Ad Widget

Collapse

Something wrong with triggers

Collapse
X
 
  • Time
  • Show
Clear All
new posts
  • viadmin
    Junior Member
    • Jan 2015
    • 7

    #1

    Something wrong with triggers

    Hi, guys!

    I have a trigger "Server is down". Conditions: no data received from server during 90 seconds (processor usage and RAM usage). Some time ago I started to receive a letters from my Zabbix system with problem - Server is down. But when I look on graphs, there are no pauses or missed data - all is OK. What it could be?
    P.S. I receive data from servers every 15 seconds. I'll be very grateful for answer.
  • gleepwurp
    Senior Member
    • Mar 2014
    • 119

    #2
    Hi,

    can you send us the exact trigger definition?

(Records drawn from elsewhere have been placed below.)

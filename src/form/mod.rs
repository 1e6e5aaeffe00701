mod actions;
mod card;
mod collection;
mod error;
mod reducers;
mod serializer;
mod validation;
mod visibility;

pub use actions::{CardEvent, CardOutcome, OptionEdit, SaveMode, StageSelection, UploadEdit};
pub use card::{
    CardId, CardState, FIELD_HELP, FIELD_ID, FIELD_LABEL, FIELD_ORDER, FIELD_ORIGIN,
    FIELD_REQUIRED, FIELD_TYPE, Lifecycle,
};
pub use collection::{
    CardCollection, DEFAULT_PREFIX, INITIAL_FORMS, PendingLoad, TOTAL_FORMS, group_card_fields,
    parse_field_map, split_card_key,
};
pub use error::{PayloadError, SkeletonError};
pub use reducers::apply_card_event;
pub use serializer::{
    UploadPanel, decode_external, decode_options, encode_external, encode_options, encode_upload,
    limit_in_range, options_payload, parse_limit,
};
pub use validation::{
    CardErrors, ErrorSlot, MSG_CATEGORY_REQUIRED, MSG_LABEL_REQUIRED, MSG_MAX_FILES_RANGE,
    MSG_MAX_SIZE_RANGE, MSG_OPTIONS_REQUIRED, MSG_TYPE_REQUIRED, validate_card,
};
pub use visibility::PanelVisibility;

    Sometimes the way we expect functions to work doesn't actually do what we think they should.

    G.

    Comment

    • tchjts1
      Senior Member
      • May 2008
      • 1605

      #3
      Personally, I think using 90 seconds for the threshold is very aggressive.
      I have my "Agent unreachable" alerts set to 5 minutes of no data.

      Comment

      • viadmin
        Junior Member
        • Jan 2015
        • 7

        #4
        90 seconds for me could be a little bit longer then I need ))) Couse if server reboots (and 90 seconds for rebooting could be enough) there is no warranty that all services will start normally and there will be no down-time. It's really critical for our business. And you can say that I can set up monitoring of services state, I know, they already set. But after rebooting I have to check that replication between databases works well and so on.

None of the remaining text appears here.